Interstitial fibrosis of unilateral ureteral obstruction is exacerbated in kidneys of mice lacking the gene for inducible nitric oxide synthase.

Unilateral ureteral obstruction (UUO) is characterized by decreases in renal function and increases in interstitial fibrosis. Previous studies have indicated that pharmacologic manipulations that increase nitric oxide (NO) are beneficial to the obstructed kidneys. NO is produced from arginine by nitric oxide synthase (NOS), an enzyme that exists in both constitutive and inducible (iNOS) forms. To determine the role of the inducible form of NOS in UUO, we used mice with a targeted deletion of iNOS (iNOS -/- mice) and compared them with wild-type (WT) mice. Kidneys were obstructed for 2 weeks in both WT and iNOS -/- mice, and were then removed and bisected. Half of the kidney was embedded in paraffin and tissue sections were examined for interstitial volume or the presence of macrophages. The remainder was flash-frozen and samples were used to measure tissue collagen (hydroxyproline) or transforming growth factor-beta (TGF-beta).
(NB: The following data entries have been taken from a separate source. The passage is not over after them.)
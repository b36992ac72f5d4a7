use super::{CapabilityConfig, CapabilityError};
use boa_engine::{
    JsValue, NativeFunction, Source, js_string, object::ObjectInitializer, property::Attribute,
};
use boa_gc::{Finalize, Trace};

#[derive(Trace, Finalize)]
struct CwdCaptures {
    base_path: String,
}

fn platform() -> &'static str {
    if cfg!(target_os = "windows") {
        "win32"
    } else if cfg!(target_os = "macos") {
        "darwin"
    } else if cfg!(target_os = "linux") {
        "linux"
    } else if cfg!(target_os = "freebsd") {
        "freebsd"
    } else {
        "unknown"
    }
}

/// `process` with the host environment, a virtual `cwd()` and `nextTick`
pub(super) fn install(config: &mut CapabilityConfig<'_>) -> Result<(), CapabilityError> {
    let context = &mut *config.context;

    let env = {
        let mut builder = ObjectInitializer::new(context);
        for (key, value) in std::env::vars() {
            builder.property(js_string!(key), js_string!(value), Attribute::all());
        }
        builder.build()
    };

    let versions = ObjectInitializer::new(context)
        .property(js_string!("rivet"), js_string!(env!("CARGO_PKG_VERSION")), Attribute::all())
        .property(js_string!("site"), js_string!(config.version), Attribute::all())
        .build();

    let cwd = NativeFunction::from_copy_closure_with_captures(
        |_this, _args, captures: &CwdCaptures, _context| {
            Ok(JsValue::from(js_string!(captures.base_path.as_str())))
        },
        CwdCaptures {
            base_path: config.base_path.to_string(),
        },
    );

    let process = ObjectInitializer::new(context)
        .property(js_string!("env"), env, Attribute::all())
        .property(js_string!("version"), js_string!(config.version), Attribute::all())
        .property(js_string!("versions"), versions, Attribute::all())
        .property(js_string!("platform"), js_string!(platform()), Attribute::all())
        .property(js_string!("pid"), std::process::id(), Attribute::all())
        .function(cwd, js_string!("cwd"), 0)
        .build();

    // nextTick runs before promise reactions queued after it
    let next_tick = context.eval(Source::from_bytes(
        "(function (callback, ...args) { queueMicrotask(() => callback(...args)); })",
    ))?;
    process.set(js_string!("nextTick"), next_tick, false, context)?;

    config.provide_module("process", process.clone());
    config.set_global("process", process)
}

#[cfg(test)]
mod tests {
    use crate::fs::{MemoryFs, VirtualFs};
    use crate::runtime::{EngineSetup, ScriptEngine};
    use std::sync::Arc;
    use std::time::{Duration, Instant};

    #[test]
    fn test_process_surface() {
        let fs: Arc<dyn VirtualFs> = Arc::new(MemoryFs::new());
        let engine = ScriptEngine::spawn(
            EngineSetup::new(fs).base_path("/site").version("v7"),
        )
        .unwrap();
        let summary = engine
            .call_blocking(|scope| {
                let value = scope.eval(
                    "[process.version, process.cwd(), typeof process.env, process.versions.site].join(',')",
                )?;
                Ok(value.as_string().map(|s| s.to_std_string_escaped()))
            })
            .unwrap();
        assert_eq!(summary.as_deref(), Some("v7,/site,object,v7"));
    }

    #[test]
    fn test_next_tick_runs_callback() {
        let fs: Arc<dyn VirtualFs> = Arc::new(MemoryFs::new());
        let engine = ScriptEngine::spawn(EngineSetup::new(fs)).unwrap();
        let ticked = engine
            .call_blocking(|scope| {
                scope.eval("globalThis.ticks = []; process.nextTick((a) => ticks.push(a), 'x');")?;
                scope.run_until_idle(Instant::now() + Duration::from_secs(1));
                let value = scope.eval("ticks.join('')")?;
                Ok(value.as_string().map(|s| s.to_std_string_escaped()))
            })
            .unwrap();
        assert_eq!(ticked.as_deref(), Some("x"));
    }
}
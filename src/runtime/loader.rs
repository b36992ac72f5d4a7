//! CommonJS module loader with a per-engine cache
//!
//! Resolution of a specifier against a base directory:
//! 1. absolute specifiers pass through, everything else joins the base directory
//! 2. a directory resolves to its `index.js`, then `index.json`
//! 3. a path without a `.js`/`.json` suffix that does not exist tries
//!    `path.js`, then `path.json`
//!
//! A cached module is reused while its recorded modification time is not older
//! than the file's current one, and the very same exports object is returned.
//! The cache lives inside one engine and is only touched from its worker thread.

use super::{RuntimeError, RuntimeResult, ThrownError, json};
use crate::fs::{VirtualFs, vpath};
use boa_engine::{
    Context, JsArgs, JsError, JsObject, JsValue, NativeFunction, Source, js_string,
    object::{ObjectInitializer, builtins::JsFunction},
    property::Attribute,
};
use boa_gc::{Finalize, Trace};
use std::{
    cell::{Cell, RefCell},
    collections::HashMap,
    path::Path,
    rc::Rc,
    sync::Arc,
    time::SystemTime,
};

/// Identity of a loaded module that can leave the engine thread.
///
/// `id` changes exactly when the module is re-evaluated.
#[derive(Debug, Clone, PartialEq, Eq, Hash)]
pub struct ModuleHandle {
    pub id: u64,
    pub path: String,
}

/// A module together with its exports value (engine thread only)
#[derive(Debug, Clone)]
pub struct LoadedModule {
    pub handle: ModuleHandle,
    pub exports: JsValue,
}

/// Marks a module as mid-evaluation until dropped, so a panic unwinding out of
/// the module body cannot leave a stale partial-exports entry behind.
struct LoadingEntry<'a> {
    loading: &'a RefCell<HashMap<String, (u64, JsObject)>>,
    path: &'a str,
}

impl<'a> LoadingEntry<'a> {
    fn insert(
        loading: &'a RefCell<HashMap<String, (u64, JsObject)>>,
        path: &'a str,
        id: u64,
        module: JsObject,
    ) -> Self {
        loading.borrow_mut().insert(path.to_string(), (id, module));
        Self { loading, path }
    }
}

impl Drop for LoadingEntry<'_> {
    fn drop(&mut self) {
        self.loading.borrow_mut().remove(self.path);
    }
}

struct CachedModule {
    id: u64,
    exports: JsValue,
    modified: SystemTime,
}

pub struct ModuleLoader {
    fs: Arc<dyn VirtualFs>,
    engine_id: u64,
    cache: RefCell<HashMap<String, CachedModule>>,
    /// Module objects whose body is still running, for cyclic requires
    loading: RefCell<HashMap<String, (u64, JsObject)>>,
    builtins: RefCell<HashMap<String, JsValue>>,
    next_id: Cell<u64>,
}

#[derive(Trace, Finalize)]
struct RequireCaptures {
    #[unsafe_ignore_trace]
    loader: Rc<ModuleLoader>,
    base_dir: String,
}

impl ModuleLoader {
    pub fn new(fs: Arc<dyn VirtualFs>, engine_id: u64) -> Self {
        Self {
            fs,
            engine_id,
            cache: RefCell::new(HashMap::new()),
            loading: RefCell::new(HashMap::new()),
            builtins: RefCell::new(HashMap::new()),
            next_id: Cell::new(1),
        }
    }

    pub fn fs(&self) -> &Arc<dyn VirtualFs> {
        &self.fs
    }

    /// Register a built-in module returned for a bare `require(name)`
    pub fn provide(&self, name: &str, exports: JsValue) {
        self.builtins.borrow_mut().insert(name.to_string(), exports);
    }

    pub fn builtin(&self, name: &str) -> Option<JsValue> {
        let name = name.strip_prefix("node:").unwrap_or(name);
        self.builtins.borrow().get(name).cloned()
    }

    pub fn cached_len(&self) -> usize {
        self.cache.borrow().len()
    }

    /// Drop every cached module and built-in
    pub fn clear(&self) {
        self.cache.borrow_mut().clear();
        self.loading.borrow_mut().clear();
        self.builtins.borrow_mut().clear();
    }

    /// Resolve `specifier` to an absolute virtual path of an existing file
    pub fn resolve(&self, specifier: &str, base_dir: &str) -> RuntimeResult<String> {
        let candidate = vpath::join(base_dir, specifier);

        if let Ok(stat) = self.fs.stat(&candidate) {
            if !stat.is_dir {
                return Ok(candidate);
            }
            for index in ["index.js", "index.json"] {
                let path = vpath::join(&candidate, index);
                if self.fs.is_file(&path) {
                    return Ok(path);
                }
            }
            return Err(RuntimeError::ModuleNotFound(candidate));
        }

        if !candidate.ends_with(".js") && !candidate.ends_with(".json") {
            for ext in [".js", ".json"] {
                let path = format!("{candidate}{ext}");
                if self.fs.is_file(&path) {
                    return Ok(path);
                }
            }
        }

        Err(RuntimeError::ModuleNotFound(candidate))
    }

    /// `require()` semantics: built-ins first, then the filesystem
    pub fn require(
        self: &Rc<Self>,
        specifier: &str,
        base_dir: &str,
        context: &mut Context,
    ) -> RuntimeResult<JsValue> {
        if let Some(exports) = self.builtin(specifier) {
            return Ok(exports);
        }
        self.load(specifier, base_dir, context)
            .map(|module| module.exports)
    }

    /// Resolve and load a module, reusing the cached exports when still fresh
    pub fn load(
        self: &Rc<Self>,
        specifier: &str,
        base_dir: &str,
        context: &mut Context,
    ) -> RuntimeResult<LoadedModule> {
        let path = self.resolve(specifier, base_dir)?;
        let stat = self
            .fs
            .stat(&path)
            .map_err(|_| RuntimeError::ModuleNotFound(path.clone()))?;

        if let Some(module) = self.in_progress(&path, context) {
            return Ok(module);
        }

        if let Some(cached) = self.cache.borrow().get(&path) {
            if cached.modified >= stat.modified {
                return Ok(LoadedModule {
                    handle: ModuleHandle {
                        id: cached.id,
                        path,
                    },
                    exports: cached.exports.clone(),
                });
            }
        }

        let source = self
            .fs
            .read_to_string(&path)
            .map_err(|_| RuntimeError::ModuleNotFound(path.clone()))?;

        let id = self.next_id.get();
        self.next_id.set(id + 1);

        let exports = if path.ends_with(".json") {
            json::parse(&source, context)
                .map_err(|err| evaluation_error(&path, &err, context))?
        } else {
            self.evaluate_commonjs(&path, id, &source, context)?
        };

        tracing::debug!(engine = self.engine_id, path = %path, id, "module evaluated");
        self.cache.borrow_mut().insert(
            path.clone(),
            CachedModule {
                id,
                exports: exports.clone(),
                modified: stat.modified,
            },
        );

        Ok(LoadedModule {
            handle: ModuleHandle { id, path },
            exports,
        })
    }

    fn in_progress(&self, path: &str, context: &mut Context) -> Option<LoadedModule> {
        let (id, module) = self.loading.borrow().get(path).cloned()?;
        let exports = module.get(js_string!("exports"), context).ok()?;
        Some(LoadedModule {
            handle: ModuleHandle {
                id,
                path: path.to_string(),
            },
            exports,
        })
    }

    fn evaluate_commonjs(
        self: &Rc<Self>,
        path: &str,
        id: u64,
        source: &str,
        context: &mut Context,
    ) -> RuntimeResult<JsValue> {
        let wrapped = format!(
            "(function (exports, require, module, __filename, __dirname) {{\n{source}\n}})"
        );
        let wrapper = context
            .eval(Source::from_bytes(wrapped.as_bytes()).with_path(Path::new(path)))
            .map_err(|err| evaluation_error(path, &err, context))?;
        let wrapper = wrapper
            .as_callable()
            .map(|f| f.clone())
            .ok_or_else(|| RuntimeError::ModuleEvaluation {
                path: path.to_string(),
                message: "module wrapper did not evaluate to a function".to_string(),
            })?;

        let dirname = vpath::dirname(path);
        let exports = ObjectInitializer::new(context).build();
        let module = ObjectInitializer::new(context)
            .property(js_string!("exports"), exports.clone(), Attribute::all())
            .property(js_string!("id"), js_string!(path), Attribute::all())
            .property(js_string!("filename"), js_string!(path), Attribute::all())
            .build();
        let require = self.require_function(&dirname, context);

        let entry = LoadingEntry::insert(&self.loading, path, id, module.clone());
        let result = wrapper.call(
            &JsValue::undefined(),
            &[
                exports.into(),
                require.into(),
                module.clone().into(),
                js_string!(path).into(),
                js_string!(dirname.as_str()).into(),
            ],
            context,
        );
        drop(entry);
        result.map_err(|err| evaluation_error(path, &err, context))?;

        module
            .get(js_string!("exports"), context)
            .map_err(|err| evaluation_error(path, &err, context))
    }

    /// The `require` function handed to modules living in `base_dir`
    pub fn require_function(self: &Rc<Self>, base_dir: &str, context: &mut Context) -> JsFunction {
        NativeFunction::from_copy_closure_with_captures(
            |_this, args, captures: &RequireCaptures, context| {
                let specifier = args
                    .get_or_undefined(0)
                    .to_string(context)?
                    .to_std_string_escaped();
                captures
                    .loader
                    .require(&specifier, &captures.base_dir, context)
                    .map_err(|err| err.into_js(context))
            },
            RequireCaptures {
                loader: self.clone(),
                base_dir: base_dir.to_string(),
            },
        )
        .to_js_function(context.realm())
    }
}

fn evaluation_error(path: &str, err: &JsError, context: &mut Context) -> RuntimeError {
    RuntimeError::ModuleEvaluation {
        path: path.to_string(),
        message: ThrownError::from_js(err, context).message,
    }
}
This study demonstrates that both cortex and medulla of obstructed kidneys of iNOS -/- mice exhibit significantly increased interstitial volume and interstitial macrophages as compared with their WT counterparts. Furthermore tissue collagen was increased to 9.2+/-1.3 microg/mg tissue in WT obstructed kidneys, whereas in iNOS -/- kidneys, collagen was increased to 13.2+/-0.8 microg/mg tissue. The profibrotic cytokine TGF-beta was also significantly increased in obstructed kidneys of iNOS -/- mice, as compared with WT mice. No differences were noted between the unobstructed kidneys of iNOS -/- mice compared with WT mice in any of the parameters examined. These results demonstrate that targeted deletion of the iNOS results in exacerbation of fibrotic events in the obstructed kidney. These results confirm previous pharmacologic studies, and suggest that NO produced via the inducible NOS normally serves a protective function in UUO.